彼らの祖先は、まず、特殊な4色型色覚を手に入れたのだと考えられる。脊椎動物は、紫、青、緑、赤に象徴される、4色をピークとして色彩を感じられるように進化した。これは、各色に対応した4種類のオプシンというタンパク質を、網膜に持つようになったと言い換えられるのだが、哺乳類では退化して2~3色型色覚のものが多い。人間にしても色々あって3色型色覚であり、紫と緑の間の波長にうまく対応を出来ていない。
彼らの祖先は、Y染色体に偶然の産物として、その抜けた範囲に対応した新たなオプシンを獲得したのだ。おそらくはX染色体から奪い取った遺伝子に、得意なピーク波長が変化する変異が生じたのであろう。
この新規オプシンは、王と大男と中肉中背の3人ともが持っていた。しかし、3人の遺伝子は、その機能に影響を及ぼさない範囲で少しずつ違った変異も持っていた。これは、それなりに長い期間、この遺伝子が部族内で保たれていたことを意味する。
「なるほどのう。確かに、我らの祖は、優れた眼を持っていたらしい。先代の父王から、そう聞いておる」
この4色型色覚が、彼らの求める「強さ」にどう貢献しているのかは不明だが、それは今後の課題としよう。王の発言から予想するに、戦闘に役立ってはいそうだ。体表の血流の変化を見極めて、相手の心理的・肉体的な状態を把握する、とかだろうか。
「それにしても、王、この者に、御血を授けられたのは、如何なる理由なのですか?」
「それはな、四つ手を婿にくれると言うからよ」
「四つ手……!! それはっ、素晴らしゅうございますね!!」
ここ、王の居室に、インドラのレリーフを目にした時。
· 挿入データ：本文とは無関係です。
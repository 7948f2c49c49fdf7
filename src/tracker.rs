//! Tracker protocol (BEP-3, BEP-15, BEP-48)
//!
//! HTTP and UDP tracker clients behind one [`AnnounceClient`] trait, and a
//! [`TrackerSeeder`] that keeps a torrent announced across a pool of tracker
//! URLs with failover.

mod client;
mod error;
mod http;
mod peer_id;
mod response;
mod seeder;
mod udp;

pub use client::{AnnounceClient, AnnounceRequest};
pub use error::TrackerError;
pub use http::HttpTracker;
pub use peer_id::PeerId;
pub use response::{
    parse_announce_response, parse_compact_peers, parse_scrape_response, scrape_url,
    AnnounceResponse, Peer, ScrapeFile, ScrapeResponse, TrackerEvent,
};
pub use seeder::{AnnounceLimiter, HttpSeeder, TrackerSeeder, TrackerStats, UdpSeeder};
pub use udp::{encode_announce, parse_udp_announce, parse_udp_url, UdpTracker};

#[cfg(test)]
mod tests;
私は彼らが、4本腕に対して神秘性を抱いていると直感した。そして、それは強さを求める彼らの芯の目的にも合致するものだと。
魚類を除いた脊椎動物のことを、四足動物と呼ぶ。これは魚類の2対のヒレから、2対の肢、つまり4本の手足を進化させた動物である。四足動物はその発生学的な制約から、手足を4本より増やすことは難しい。簡単なのは、ヘビの様に0本に退化させたり、鳥の翼の様に特殊化させることだ。
完全な4本の腕、つまり6本の手足を生やした人間など、自然にはまず生まれない。しかし、我々の科学力の前では、それは既に実現していることなのだ。
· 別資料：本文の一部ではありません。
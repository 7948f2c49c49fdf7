use super::error::DhtError;
use super::node::NodeId;
use super::server::DhtNode;
use futures::future::join_all;
use parking_lot::RwLock;
use std::collections::HashMap;
use std::net::SocketAddr;
use std::sync::Arc;
use std::time::{Duration, Instant};
use tracing::{debug, info, warn};

/// Announce bookkeeping for one torrent.
#[derive(Debug, Clone)]
pub struct TorrentEntry {
    pub name: String,
    pub added_at: Instant,
    pub announce_port: u16,
    pub last_announce: Option<Instant>,
    pub last_peers_count: usize,
    pub total_announcements: u64,
    pub peers: Vec<SocketAddr>,
}

impl TorrentEntry {
    fn new(name: String, port: u16, now: Instant) -> Self {
        Self {
            name,
            added_at: now,
            announce_port: port,
            last_announce: None,
            last_peers_count: 0,
            total_announcements: 0,
            peers: Vec::new(),
        }
    }

    /// Whether a re-announce is due at `now`.
    pub fn is_due_at(&self, interval: Duration, now: Instant) -> bool {
        match self.last_announce {
            None => true,
            Some(at) => now.saturating_duration_since(at) >= interval,
        }
    }
}

/// Aggregate statistics across every seeded torrent.
#[derive(Debug, Clone, Default, PartialEq, Eq)]
pub struct DhtStats {
    pub node_count: usize,
    pub bucket_occupancy: Vec<usize>,
    pub total_announcements: u64,
    pub torrent_count: usize,
}

/// Keeps a set of torrents announced on the DHT.
///
/// The seeder does its own re-announce scheduling through
/// [`periodic_maintenance`](Self::periodic_maintenance); torrents added here
/// are not tracked by the node's maintenance pass.
pub struct DhtSeeder {
    node: Arc<DhtNode>,
    torrents: RwLock<HashMap<[u8; 20], TorrentEntry>>,
    interval: Duration,
}

impl DhtSeeder {
    pub fn new(node: Arc<DhtNode>) -> Self {
        let interval = node.config().announce_interval;
        Self::with_interval(node, interval)
    }

    pub fn with_interval(node: Arc<DhtNode>, interval: Duration) -> Self {
        Self {
            node,
            torrents: RwLock::new(HashMap::new()),
            interval,
        }
    }

    pub fn node(&self) -> &Arc<DhtNode> {
        &self.node
    }

    /// Starts seeding `info_hash` and announces it right away.
    ///
    /// The torrent stays tracked even if the first announce fails; the next
    /// maintenance pass retries it.
    pub async fn add_torrent(
        &self,
        info_hash: [u8; 20],
        name: impl Into<String>,
        port: u16,
    ) -> Result<usize, DhtError> {
        let name = name.into();
        info!("Seeding {} ({}) on DHT, port {}", name, NodeId(info_hash), port);

        self.torrents
            .write()
            .entry(info_hash)
            .and_modify(|e| e.announce_port = port)
            .or_insert_with(|| TorrentEntry::new(name, port, Instant::now()));

        self.announce_one(info_hash, port).await
    }

    pub fn remove_torrent(&self, info_hash: &[u8; 20]) -> bool {
        let removed = self.torrents.write().remove(info_hash);
        if let Some(entry) = &removed {
            info!("Stopped seeding {} on DHT", entry.name);
        }
        removed.is_some()
    }

    async fn announce_one(&self, info_hash: [u8; 20], port: u16) -> Result<usize, DhtError> {
        let result = self.node.announce_once(info_hash, port).await;
        let peers = self.node.known_peers(&info_hash);

        if let Some(entry) = self.torrents.write().get_mut(&info_hash) {
            entry.last_announce = Some(Instant::now());
            entry.last_peers_count = peers.len();
            entry.peers = peers;
            if result.is_ok() {
                entry.total_announcements += 1;
            }
        }

        match &result {
            Ok(acks) => debug!(info_hash = %NodeId(info_hash), acks, "DHT announce acknowledged"),
            Err(e) => warn!(info_hash = %NodeId(info_hash), error = %e, "DHT announce failed"),
        }
        result
    }

    /// Info-hashes whose last announce is at least one interval old.
    pub fn due_torrents_at(&self, now: Instant) -> Vec<([u8; 20], u16)> {
        self.torrents
            .read()
            .iter()
            .filter(|(_, e)| e.is_due_at(self.interval, now))
            .map(|(hash, e)| (*hash, e.announce_port))
            .collect()
    }

    /// Re-announces every due torrent. Returns how many announces succeeded.
    pub async fn periodic_maintenance(&self) -> usize {
        let due = self.due_torrents_at(Instant::now());
        if due.is_empty() {
            return 0;
        }

        let results = join_all(
            due.iter()
                .map(|(info_hash, port)| self.announce_one(*info_hash, *port)),
        )
        .await;

        let ok = results.iter().filter(|r| r.is_ok()).count();
        info!("DHT seeder re-announced {}/{} torrents", ok, due.len());
        ok
    }

    pub fn peers(&self, info_hash: &[u8; 20]) -> Vec<SocketAddr> {
        self.torrents
            .read()
            .get(info_hash)
            .map(|e| e.peers.clone())
            .unwrap_or_default()
    }

    pub fn torrent_stats(&self, info_hash: &[u8; 20]) -> Option<TorrentEntry> {
        self.torrents.read().get(info_hash).cloned()
    }

    pub fn torrent_count(&self) -> usize {
        self.torrents.read().len()
    }

    pub fn stats(&self) -> DhtStats {
        let torrents = self.torrents.read();
        DhtStats {
            node_count: self.node.node_count(),
            bucket_occupancy: self.node.bucket_occupancy(),
            total_announcements: torrents.values().map(|e| e.total_announcements).sum(),
            torrent_count: torrents.len(),
        }
    }
}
「四つ手の婿を連れてくる時には、我ら秘伝の、神酒を飲ませてやろうぞ」
神酒…これは、思わぬ収穫だ。私の勘では、この村における異常なまでに幸運な、目的とする遺伝子だけの揃い具合には、何らかのメカニズムが働いているはずだ。神酒はそこに効いているのではないか、と予想しておくことにしよう。それにしても、またこの村を訪れることになるのか。今度は一個中隊くらい護衛に欲しいものだ。
翌朝、どうにか歩けるまでに回復したA級エージェント2人と共に、ようやく下山する。次回の護衛の人選を考えながら、私は次の村へと歩みを進めた。